Athletic shoes are REALLY IN in right now in France, so whatever you do bring along a pair.
DO NOT WEAR JEANS OF ANY KIND! The French people will immediately assume you are from the U.S. and you DO NOT WANT THEM TO THINK YOU ARE FROM THE U.S. UNDER ANY CIRCUMSTANCE.
Whatever you do—WEAR JEANS THIS SPRING!—preferably baggy and torn.

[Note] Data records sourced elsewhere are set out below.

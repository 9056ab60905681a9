//! Send command - encode and dispatch a message through the gateway.

use std::net::{IpAddr, Ipv4Addr};
use std::path::PathBuf;

use anyhow::{bail, Context, Result};
use clap::Args;

use nullsms::text::time_salt;
use nullsms::{
    encode_with_config, ClientContext, DispatchGateway, DispatchRequest, EncoderConfig, Outcome,
    SendMode, SymbolAlphabet,
};

use super::{build_provider, load_config, CommandExecutor};

/// Send a message as SMS (invisible or plain).
#[derive(Args, Debug)]
pub struct SendCommand {
    /// Destination phone number
    #[arg(short, long)]
    pub to: String,

    /// Message text
    #[arg(short, long)]
    pub message: String,

    /// normal (plain, max 160 chars) or invisible (zero-width carrier)
    #[arg(long, default_value = "invisible")]
    pub mode: SendMode,

    /// Symbol alphabet for invisible mode: zwsp, zwnj or braille
    #[arg(short, long, default_value = "zwsp")]
    pub encoder: SymbolAlphabet,

    /// Mask the bits with a salt-derived keystream (invisible mode)
    #[arg(long)]
    pub obfuscate: bool,

    /// Salt for --obfuscate (defaults to the current time in milliseconds)
    #[arg(long, requires = "obfuscate")]
    pub salt: Option<String>,

    /// Override password for the send quota
    #[arg(short, long)]
    pub password: Option<String>,

    /// Do not contact the provider, only log the message
    #[arg(long)]
    pub dry_run: bool,

    /// Path to config file (default: ~/.nullsms/config.toml)
    #[arg(long)]
    pub config: Option<PathBuf>,
}

impl CommandExecutor for SendCommand {
    fn execute(&self) -> Result<()> {
        let config = load_config(self.config.as_deref())?;
        let provider = build_provider(&config, self.dry_run)?;
        let gateway = DispatchGateway::new(&config.gateway, provider);

        let body = match self.mode {
            SendMode::Normal => self.message.clone(),
            SendMode::Invisible => {
                let mut encoder = EncoderConfig::new(self.encoder);
                if self.obfuscate {
                    let salt = self.salt.clone().unwrap_or_else(time_salt);
                    eprintln!("Salt: {salt}");
                    encoder = encoder.with_salt(salt);
                }
                encode_with_config(&self.message, &encoder)
                    .context("Failed to encode message")?
                    .carrier
            }
        };

        let request = DispatchRequest {
            destination: self.to.clone(),
            body,
            mode: self.mode,
            override_credential: self.password.clone(),
            client: ClientContext {
                addr: IpAddr::V4(Ipv4Addr::LOCALHOST),
                browser_id: "cli".to_string(),
                user_agent: concat!("nullsms-cli/", env!("CARGO_PKG_VERSION")).to_string(),
            },
        };

        let rt = tokio::runtime::Runtime::new().context("Failed to create tokio runtime")?;
        let outcome = rt.block_on(gateway.submit(&request));

        match outcome {
            Outcome::Dispatched { .. } => {
                println!("{outcome}");
                Ok(())
            }
            Outcome::QuotaExceeded { .. } => bail!("{outcome} (use --password)"),
            other => bail!("{other}"),
        }
    }
}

Make sure you practice eating in the European style of using the knife in your right hand and your fork in your left, or THE FRENCH WILL THINK YOU ARE FROM THE U.S. which you don’t want them to think. Ever.
Blogger #1, 2, 3, etc.
Whatever you do WEAR A BELTED BLACK, GRAY, OR TAN TRENCH COAT BECAUSE EVERY WOMAN IN FRANCE OWNS AND WEARS A BELTED BLACK, GRAY, OR TAN TRENCH COAT
I had purchased a gray trench coat from Amazon and discovered that God never intended for my body to wear a belted gray trench coat. I’m sure it would look lovely on someone sleek and slim. Unfortunately, it’s hard to be sleek and slim when one sits on one’s behind all day in front of a computer typing out stories. Especially if one likes cookies.
So, I give up on blending in. I pull out my favorite spring coat (red!) and decide the nation of France will just have to deal with it.
Anyway, after two Melatonin, with bags finally packed, I go to bed with my stomach in a knot. It’s a two-hour drive to the airport, so I torture myself to sleep imagining ways this trip can go badly. A flat tire, missing my plane in Columbus, never arriving in Chicago for the leg to France. Losing my passport. Losing my Covid vaccination papers. Losing my mind. The list goes on.
My biggest comfort is that my son, Derek, is taking time off work to accompany me. He’s traveled the world, including war zones. He’s great in a crisis and he knows things. He is my travel security blanket.